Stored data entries
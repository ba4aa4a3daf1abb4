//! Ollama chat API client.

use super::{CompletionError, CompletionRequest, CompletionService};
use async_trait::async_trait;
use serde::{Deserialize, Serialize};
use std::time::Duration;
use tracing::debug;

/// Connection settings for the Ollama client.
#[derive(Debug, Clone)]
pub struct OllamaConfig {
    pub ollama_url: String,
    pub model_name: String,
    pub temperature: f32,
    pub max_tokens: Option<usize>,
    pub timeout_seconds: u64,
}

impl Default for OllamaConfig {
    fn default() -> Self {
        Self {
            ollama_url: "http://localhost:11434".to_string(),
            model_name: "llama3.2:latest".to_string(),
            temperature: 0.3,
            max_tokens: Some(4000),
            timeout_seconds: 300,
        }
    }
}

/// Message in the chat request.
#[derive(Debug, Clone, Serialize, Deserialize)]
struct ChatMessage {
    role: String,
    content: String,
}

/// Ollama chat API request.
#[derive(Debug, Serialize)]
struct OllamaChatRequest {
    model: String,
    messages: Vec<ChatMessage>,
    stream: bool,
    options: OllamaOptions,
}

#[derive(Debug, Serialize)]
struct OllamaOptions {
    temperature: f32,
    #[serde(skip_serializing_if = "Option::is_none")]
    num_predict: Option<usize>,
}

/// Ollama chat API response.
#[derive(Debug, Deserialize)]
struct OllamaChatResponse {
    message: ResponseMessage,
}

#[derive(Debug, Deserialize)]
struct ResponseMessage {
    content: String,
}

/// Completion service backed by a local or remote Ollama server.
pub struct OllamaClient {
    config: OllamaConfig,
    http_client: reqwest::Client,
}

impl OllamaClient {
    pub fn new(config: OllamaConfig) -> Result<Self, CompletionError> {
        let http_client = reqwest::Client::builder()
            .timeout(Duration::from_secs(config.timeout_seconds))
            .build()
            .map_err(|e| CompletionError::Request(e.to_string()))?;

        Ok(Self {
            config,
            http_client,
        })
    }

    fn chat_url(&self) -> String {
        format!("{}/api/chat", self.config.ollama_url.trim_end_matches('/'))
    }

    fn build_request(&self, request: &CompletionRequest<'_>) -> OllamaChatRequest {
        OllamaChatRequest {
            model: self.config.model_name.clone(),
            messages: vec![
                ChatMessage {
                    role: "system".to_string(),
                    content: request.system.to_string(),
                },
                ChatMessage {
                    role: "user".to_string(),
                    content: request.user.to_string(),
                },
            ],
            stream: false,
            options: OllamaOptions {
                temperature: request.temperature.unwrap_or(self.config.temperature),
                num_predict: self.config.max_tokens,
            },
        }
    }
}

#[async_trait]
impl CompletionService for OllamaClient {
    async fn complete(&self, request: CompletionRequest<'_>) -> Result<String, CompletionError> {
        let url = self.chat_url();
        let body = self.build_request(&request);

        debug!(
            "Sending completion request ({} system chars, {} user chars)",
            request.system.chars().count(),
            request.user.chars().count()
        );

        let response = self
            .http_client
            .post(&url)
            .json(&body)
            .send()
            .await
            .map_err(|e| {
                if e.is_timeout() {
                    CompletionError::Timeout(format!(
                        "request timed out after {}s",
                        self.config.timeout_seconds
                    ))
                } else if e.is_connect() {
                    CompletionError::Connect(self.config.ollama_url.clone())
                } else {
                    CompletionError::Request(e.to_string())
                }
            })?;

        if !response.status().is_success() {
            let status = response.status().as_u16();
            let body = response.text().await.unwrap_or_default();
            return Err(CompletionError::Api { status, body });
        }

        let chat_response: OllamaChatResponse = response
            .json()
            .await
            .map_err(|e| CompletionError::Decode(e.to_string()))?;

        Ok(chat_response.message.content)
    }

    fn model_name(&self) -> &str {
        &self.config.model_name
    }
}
...
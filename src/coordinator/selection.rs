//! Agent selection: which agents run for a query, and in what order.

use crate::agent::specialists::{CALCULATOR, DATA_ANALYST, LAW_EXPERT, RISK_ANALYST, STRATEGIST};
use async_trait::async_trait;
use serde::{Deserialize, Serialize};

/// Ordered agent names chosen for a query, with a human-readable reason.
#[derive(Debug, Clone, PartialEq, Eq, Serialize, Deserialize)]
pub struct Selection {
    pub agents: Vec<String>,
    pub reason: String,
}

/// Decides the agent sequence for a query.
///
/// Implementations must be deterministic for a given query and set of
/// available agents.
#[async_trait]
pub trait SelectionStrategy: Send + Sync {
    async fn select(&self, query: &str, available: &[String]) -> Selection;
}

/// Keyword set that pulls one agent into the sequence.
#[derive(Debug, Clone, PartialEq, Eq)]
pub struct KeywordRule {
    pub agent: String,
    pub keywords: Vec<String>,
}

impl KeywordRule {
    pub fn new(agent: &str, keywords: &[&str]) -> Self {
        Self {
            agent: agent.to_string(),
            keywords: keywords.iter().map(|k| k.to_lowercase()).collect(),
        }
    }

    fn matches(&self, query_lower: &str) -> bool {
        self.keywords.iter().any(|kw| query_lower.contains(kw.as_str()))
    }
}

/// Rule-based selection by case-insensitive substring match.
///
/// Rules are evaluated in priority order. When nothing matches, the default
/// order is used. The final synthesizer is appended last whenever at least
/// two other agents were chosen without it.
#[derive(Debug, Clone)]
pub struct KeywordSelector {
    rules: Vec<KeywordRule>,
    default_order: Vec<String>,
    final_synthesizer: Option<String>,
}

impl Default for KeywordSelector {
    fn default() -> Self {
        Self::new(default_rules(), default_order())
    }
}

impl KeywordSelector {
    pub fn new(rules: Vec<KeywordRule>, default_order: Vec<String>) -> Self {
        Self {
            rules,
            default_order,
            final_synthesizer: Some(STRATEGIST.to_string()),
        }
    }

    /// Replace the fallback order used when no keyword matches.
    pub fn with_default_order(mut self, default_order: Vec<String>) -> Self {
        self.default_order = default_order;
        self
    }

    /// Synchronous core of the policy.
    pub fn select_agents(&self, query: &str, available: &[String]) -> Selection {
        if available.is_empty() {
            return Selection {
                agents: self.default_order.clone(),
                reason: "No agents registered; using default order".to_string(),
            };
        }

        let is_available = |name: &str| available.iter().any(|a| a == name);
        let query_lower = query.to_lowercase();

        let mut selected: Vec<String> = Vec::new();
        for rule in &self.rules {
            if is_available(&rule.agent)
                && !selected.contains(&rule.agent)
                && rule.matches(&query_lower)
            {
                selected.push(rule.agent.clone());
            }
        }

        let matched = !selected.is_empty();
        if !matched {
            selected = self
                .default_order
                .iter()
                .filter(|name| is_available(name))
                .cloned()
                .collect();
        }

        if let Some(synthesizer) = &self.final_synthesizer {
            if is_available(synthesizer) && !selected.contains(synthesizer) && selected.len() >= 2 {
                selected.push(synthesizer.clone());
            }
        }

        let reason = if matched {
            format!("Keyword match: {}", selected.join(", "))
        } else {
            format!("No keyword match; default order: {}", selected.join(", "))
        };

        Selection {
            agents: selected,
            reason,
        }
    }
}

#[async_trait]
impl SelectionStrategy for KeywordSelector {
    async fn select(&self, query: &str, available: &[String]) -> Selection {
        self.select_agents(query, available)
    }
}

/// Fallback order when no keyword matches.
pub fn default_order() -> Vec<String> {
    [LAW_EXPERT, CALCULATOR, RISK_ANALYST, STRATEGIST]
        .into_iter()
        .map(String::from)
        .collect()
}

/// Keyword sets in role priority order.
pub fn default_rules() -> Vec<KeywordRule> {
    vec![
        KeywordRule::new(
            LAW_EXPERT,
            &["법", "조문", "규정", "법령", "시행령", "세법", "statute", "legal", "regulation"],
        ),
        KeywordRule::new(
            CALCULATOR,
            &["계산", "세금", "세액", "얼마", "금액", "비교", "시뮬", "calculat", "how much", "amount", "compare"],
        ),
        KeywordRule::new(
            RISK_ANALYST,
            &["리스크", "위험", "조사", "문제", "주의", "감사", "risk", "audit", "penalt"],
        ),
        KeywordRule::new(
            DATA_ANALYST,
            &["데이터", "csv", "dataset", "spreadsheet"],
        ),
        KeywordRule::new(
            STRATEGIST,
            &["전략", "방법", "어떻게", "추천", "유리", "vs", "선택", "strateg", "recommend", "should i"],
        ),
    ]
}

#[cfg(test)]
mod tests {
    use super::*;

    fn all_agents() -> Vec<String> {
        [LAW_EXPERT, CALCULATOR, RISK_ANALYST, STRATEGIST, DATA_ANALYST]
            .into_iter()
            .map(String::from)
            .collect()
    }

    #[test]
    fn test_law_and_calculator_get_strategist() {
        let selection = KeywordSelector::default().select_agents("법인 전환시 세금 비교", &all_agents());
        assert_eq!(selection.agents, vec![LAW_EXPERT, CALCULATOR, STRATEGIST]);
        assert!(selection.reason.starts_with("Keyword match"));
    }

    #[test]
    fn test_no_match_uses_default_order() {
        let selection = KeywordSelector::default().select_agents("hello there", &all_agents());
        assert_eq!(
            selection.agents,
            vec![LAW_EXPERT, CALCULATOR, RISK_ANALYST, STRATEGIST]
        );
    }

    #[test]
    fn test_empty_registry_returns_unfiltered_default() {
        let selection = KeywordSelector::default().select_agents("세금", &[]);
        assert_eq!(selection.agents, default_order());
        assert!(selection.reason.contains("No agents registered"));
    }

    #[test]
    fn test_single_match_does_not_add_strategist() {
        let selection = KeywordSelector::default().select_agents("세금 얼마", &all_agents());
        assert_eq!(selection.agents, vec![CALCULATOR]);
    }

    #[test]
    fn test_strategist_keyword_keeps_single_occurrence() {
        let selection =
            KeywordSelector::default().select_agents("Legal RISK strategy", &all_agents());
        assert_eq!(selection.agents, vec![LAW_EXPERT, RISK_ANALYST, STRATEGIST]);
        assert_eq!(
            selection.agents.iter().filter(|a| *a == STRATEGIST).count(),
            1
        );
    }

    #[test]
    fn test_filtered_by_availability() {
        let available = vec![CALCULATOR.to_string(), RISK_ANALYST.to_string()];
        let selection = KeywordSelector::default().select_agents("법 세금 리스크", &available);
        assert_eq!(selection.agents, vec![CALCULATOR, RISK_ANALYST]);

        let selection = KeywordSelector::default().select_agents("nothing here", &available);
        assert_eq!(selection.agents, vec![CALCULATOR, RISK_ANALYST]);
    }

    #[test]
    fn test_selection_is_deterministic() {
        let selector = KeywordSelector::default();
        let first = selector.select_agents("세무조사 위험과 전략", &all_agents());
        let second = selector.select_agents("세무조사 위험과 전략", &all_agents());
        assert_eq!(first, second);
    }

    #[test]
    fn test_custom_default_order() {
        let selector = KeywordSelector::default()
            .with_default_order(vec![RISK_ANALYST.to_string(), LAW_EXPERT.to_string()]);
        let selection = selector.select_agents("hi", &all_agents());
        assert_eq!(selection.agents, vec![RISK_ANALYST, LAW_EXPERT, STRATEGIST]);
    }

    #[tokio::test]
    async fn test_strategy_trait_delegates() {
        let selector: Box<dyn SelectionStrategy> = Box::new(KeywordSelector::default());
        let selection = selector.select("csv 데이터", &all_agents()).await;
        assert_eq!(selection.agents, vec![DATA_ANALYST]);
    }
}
...
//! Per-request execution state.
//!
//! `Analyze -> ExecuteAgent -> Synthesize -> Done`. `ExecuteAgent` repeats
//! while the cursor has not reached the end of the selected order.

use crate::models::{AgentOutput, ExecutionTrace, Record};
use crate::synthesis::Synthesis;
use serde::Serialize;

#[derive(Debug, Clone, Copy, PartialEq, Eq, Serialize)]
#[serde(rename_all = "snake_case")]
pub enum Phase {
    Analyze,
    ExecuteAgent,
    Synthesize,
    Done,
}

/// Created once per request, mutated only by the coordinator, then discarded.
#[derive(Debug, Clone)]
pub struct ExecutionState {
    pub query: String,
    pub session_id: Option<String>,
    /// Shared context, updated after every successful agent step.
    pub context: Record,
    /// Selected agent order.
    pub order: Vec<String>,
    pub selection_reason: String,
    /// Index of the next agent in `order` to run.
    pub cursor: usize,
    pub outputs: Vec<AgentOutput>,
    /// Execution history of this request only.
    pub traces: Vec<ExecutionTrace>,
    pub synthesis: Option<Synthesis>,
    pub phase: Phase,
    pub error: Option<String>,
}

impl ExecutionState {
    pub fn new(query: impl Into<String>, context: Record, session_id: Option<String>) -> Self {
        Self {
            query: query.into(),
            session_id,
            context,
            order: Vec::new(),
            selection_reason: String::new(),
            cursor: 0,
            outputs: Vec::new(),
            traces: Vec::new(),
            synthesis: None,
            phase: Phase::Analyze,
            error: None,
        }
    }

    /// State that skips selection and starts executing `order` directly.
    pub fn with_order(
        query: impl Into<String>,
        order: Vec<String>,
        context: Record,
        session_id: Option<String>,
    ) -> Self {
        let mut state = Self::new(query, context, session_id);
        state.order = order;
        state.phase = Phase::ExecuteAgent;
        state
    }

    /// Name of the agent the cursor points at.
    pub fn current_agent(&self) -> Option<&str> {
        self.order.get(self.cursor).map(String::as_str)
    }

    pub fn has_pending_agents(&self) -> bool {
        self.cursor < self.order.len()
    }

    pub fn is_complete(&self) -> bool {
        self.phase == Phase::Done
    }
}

[ASSIGNMENT]: Please return the lines above that run from the line containing "a human-readable reason." to the line containing "pub trait SelectionStrategy: Send", inclusive, exactly and with no other lines.

[FINAL ANSWER]:
/// Ordered agent names chosen for a query, with a human-readable reason.
#[derive(Debug, Clone, PartialEq, Eq, Serialize, Deserialize)]
pub struct Selection {
    pub agents: Vec<String>,
    pub reason: String,
}

/// Decides the agent sequence for a query.
///
/// Implementations must be deterministic for a given query and set of
/// available agents.
#[async_trait]
pub trait SelectionStrategy: Send + Sync {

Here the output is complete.